Suppose inductively that the principle if true for $n$, i.e $P$ is such that $P(n)$ is true, and whenever $P(m{+\!+})$ is true, $P(m)$ is true $\forall m\le n$. We have to show the principle is true for $n{+\!+}$ i.e we need to show that $P(m)$ is true $\forall\ m\le n{+\!+}$ given that $P(n{+\!+})$ is true and given that whenever $P(m{+\!+})$ is true, $P(m)$ is true.
Since $P(n{+\!+})$ is true, then $P(n)$ is also true. So we have to show that $P(m)$ is true $m<n$. But from the inductive hypothesis, $P(m)$ is true $\forall$ $m\le n$ and that completes the induction. $\square$
Prove, by ordinary induction on $k$, the statement "if $n-k\geq0$ then $P(n-k)$. The base case is $P(n)$, and the induction step, going from $k$ to $k+1$, comes from the "backward induction" hypothesis, because increasing $k$ decreases $n-k$.
This answer is to show the statement can be proved on (upward) induction on $n$, as in the hint.

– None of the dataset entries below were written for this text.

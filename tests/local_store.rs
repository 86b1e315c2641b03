mod helper;

use std::sync::Arc;

use chrono::TimeDelta;
use tempfile::TempDir;

use helper::{SwitchableRoot, artifact, create_test_cache, mrid, save_descriptor, write_file};
use modcache::cache::{ArtifactOutcome, CacheMetadataOptions, FailureReason};
use modcache::error::ResolverError;
use modcache::module::DependencyDescriptor;
use modcache::resolver::{CacheRootSource, LocalStoreResolver, ResolutionSession};
use modcache::version::matchers::ChainVersionMatcher;

#[test]
fn configuring_twice_with_the_same_root_keeps_the_patterns() {
    let (temp_dir, _clock, cache) = create_test_cache(TimeDelta::seconds(10));
    let store = LocalStoreResolver::new(cache, Arc::new(ChainVersionMatcher::default()));

    assert!(store.ensure_configured(temp_dir.path()).unwrap());
    let first = store.patterns().unwrap();
    assert!(!store.ensure_configured(temp_dir.path()).unwrap());

    assert_eq!(store.patterns().unwrap(), first);
}

#[test]
fn switching_the_root_redirects_exists() {
    let (temp_dir, _clock, cache) = create_test_cache(TimeDelta::seconds(10));
    let other = TempDir::new().unwrap();
    let root = Arc::new(SwitchableRoot::new(temp_dir.path()));
    let store = LocalStoreResolver::with_root_source(
        cache.clone(),
        root.clone(),
        Arc::new(ChainVersionMatcher::default()),
    );
    let jar = artifact(&mrid("org", "module", "1.0"), "module", "jar", "jar");
    write_file(&cache.artifact_path(&jar).unwrap(), b"jar");
    assert!(store.exists(&jar).unwrap());

    root.switch_to(other.path());

    assert!(!store.exists(&jar).unwrap());
    assert_eq!(store.patterns().unwrap().root, root.cache_root());
    write_file(
        &other.path().join("org/module/1.0/jars/module.jar"),
        b"other jar",
    );
    assert!(store.exists(&jar).unwrap());
}

#[test]
fn configuring_a_new_root_redirects_exists() {
    let (temp_dir, _clock, cache) = create_test_cache(TimeDelta::seconds(10));
    let other = TempDir::new().unwrap();
    let store = LocalStoreResolver::new(cache, Arc::new(ChainVersionMatcher::default()));
    let jar = artifact(&mrid("org", "module", "1.0"), "module", "jar", "jar");
    write_file(&other.path().join("org/module/1.0/jars/module.jar"), b"jar");

    assert!(store.ensure_configured(temp_dir.path()).unwrap());
    assert!(!store.exists(&jar).unwrap());
    assert!(store.ensure_configured(other.path()).unwrap());

    assert!(store.exists(&jar).unwrap());
    assert_eq!(store.patterns().unwrap().root, other.path());
    assert_eq!(store.download(std::slice::from_ref(&jar)).unwrap().failed().count(), 0);
}

#[test]
fn branch_only_revision_does_not_make_the_cache_inconsistent() {
    let (_temp_dir, _clock, cache) = create_test_cache(TimeDelta::seconds(10));
    save_descriptor(&cache, &mrid("org", "module", "1.0"), "integration", "remote");
    save_descriptor(
        &cache,
        &mrid("org", "module", "2.0").with_branch("trunk"),
        "integration",
        "remote",
    );
    let store = LocalStoreResolver::new(cache, Arc::new(ChainVersionMatcher::default()));

    let found = store
        .get_dependency(
            &DependencyDescriptor::new(mrid("org", "module", "latest.integration")),
            &CacheMetadataOptions::new().with_check_ttl(false),
            &ResolutionSession::new(),
        )
        .unwrap()
        .unwrap();

    assert_eq!(found.id(), &mrid("org", "module", "1.0"));
}

#[test]
fn reconciliation_reports_artifacts_in_request_order() {
    let (_temp_dir, _clock, cache) = create_test_cache(TimeDelta::seconds(10));
    let store = LocalStoreResolver::new(cache.clone(), Arc::new(ChainVersionMatcher::default()));
    let id = mrid("org", "module", "1.0");
    let x = artifact(&id, "x", "jar", "jar");
    let y = artifact(&id, "y", "jar", "jar");
    write_file(&cache.artifact_path(&x).unwrap(), b"0123456789");

    let report = store.download(&[x.clone(), y.clone()]).unwrap();
    let entries: Vec<_> = report.iter().collect();

    assert_eq!(entries.len(), 2);
    assert_eq!(entries[0].artifact, x);
    assert_eq!(
        entries[0].outcome,
        ArtifactOutcome::Satisfied {
            local_file: cache.artifact_path(&x).unwrap(),
            size: 10,
        }
    );
    assert_eq!(entries[1].artifact, y);
    assert_eq!(entries[1].outcome, ArtifactOutcome::Failed(FailureReason::NotFound));
}

#[test]
fn listing_skips_internal_record_directories() {
    let (_temp_dir, _clock, cache) = create_test_cache(TimeDelta::seconds(10));
    let latest = mrid("org", "module", "latest.integration");
    save_descriptor(&cache, &mrid("org", "module", "1.0"), "release", "remote");
    save_descriptor(&cache, &mrid("org", "module", "1.10"), "release", "remote");
    save_descriptor(&cache, &mrid("org", "module", "1.2"), "release", "remote");
    cache.save_resolved_mapping(&latest, "remote", "1.10").unwrap();
    let store = LocalStoreResolver::new(cache, Arc::new(ChainVersionMatcher::default()));

    let organisations: Vec<String> = store
        .list_organisations()
        .unwrap()
        .into_iter()
        .map(|entry| entry.organisation)
        .collect();
    let revisions: Vec<String> = store
        .list_revisions(&mrid("org", "module", "1.0").module_id)
        .unwrap()
        .into_iter()
        .map(|entry| entry.module_revision_id.revision)
        .collect();

    assert_eq!(organisations, vec!["org"]);
    assert_eq!(revisions, vec!["1.0", "1.2", "1.10"]);
}

#[test]
fn publish_refuses_to_overwrite_unless_asked() {
    let (temp_dir, _clock, cache) = create_test_cache(TimeDelta::seconds(10));
    let store = LocalStoreResolver::new(cache.clone(), Arc::new(ChainVersionMatcher::default()));
    let jar = artifact(&mrid("org", "module", "1.0"), "module", "jar", "jar");
    let source = temp_dir.path().join("build/module.jar");
    write_file(&source, b"v1");

    let target = store.publish(&jar, &source, false).unwrap();
    assert_eq!(target, cache.artifact_path(&jar).unwrap());
    assert!(matches!(
        store.publish(&jar, &source, false),
        Err(ResolverError::AlreadyExists(path)) if path == target
    ));

    write_file(&source, b"v2");
    store.publish(&jar, &source, true).unwrap();
    assert_eq!(std::fs::read(&target).unwrap(), b"v2");
}
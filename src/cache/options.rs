/// Per-request cache lookup options
#[derive(Debug, Clone, PartialEq, Eq)]
pub struct CacheMetadataOptions {
    check_ttl: bool,
    use_cache_only: bool,
    validate: bool,
    forced_revision: Option<String>,
    resolver_name: Option<String>,
}

impl Default for CacheMetadataOptions {
    fn default() -> Self {
        Self {
            check_ttl: true,
            use_cache_only: false,
            validate: false,
            forced_revision: None,
            resolver_name: None,
        }
    }
}

impl CacheMetadataOptions {
    pub fn new() -> Self {
        Self::default()
    }

    pub fn with_check_ttl(mut self, check_ttl: bool) -> Self {
        self.check_ttl = check_ttl;
        self
    }

    pub fn with_use_cache_only(mut self, use_cache_only: bool) -> Self {
        self.use_cache_only = use_cache_only;
        self
    }

    pub fn with_validate(mut self, validate: bool) -> Self {
        self.validate = validate;
        self
    }

    /// Look up this exact revision instead of the requested token
    pub fn with_forced_revision(mut self, revision: impl Into<String>) -> Self {
        self.forced_revision = Some(revision.into());
        self
    }

    /// Resolver whose resolved-revision mappings are consulted
    pub fn with_resolver_name(mut self, name: impl Into<String>) -> Self {
        self.resolver_name = Some(name.into());
        self
    }

    pub fn check_ttl(&self) -> bool {
        self.check_ttl
    }

    pub fn use_cache_only(&self) -> bool {
        self.use_cache_only
    }

    pub fn validate(&self) -> bool {
        self.validate
    }

    pub fn forced_revision(&self) -> Option<&str> {
        self.forced_revision.as_deref()
    }

    pub fn resolver_name(&self) -> Option<&str> {
        self.resolver_name.as_deref()
    }

    /// TTL is only enforced when a live resolver could refresh the entry
    pub fn effective_check_ttl(&self) -> bool {
        self.check_ttl && !self.use_cache_only
    }
}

Suppose the statement holds at a specific $n$. The statement of it for $n{+\!+}$ is then:
Suppose $P(n{+\!+})$ is true, then it follows that $P(m)$ holds for all $m \le n{+\!+}.$
From the assumption that $P(n{+\!+}) \implies P(n),$ we arrive at $P(n)$ true, so that from the inductive hypothesis $P(k)$ holds for all $k \le n$. Together with the assumption that $P(n{+\!+})$ holds, we have the desired conclusion of the inductive step, i.e. that $P(m)$ holds for all $m \le n{+\!+}.$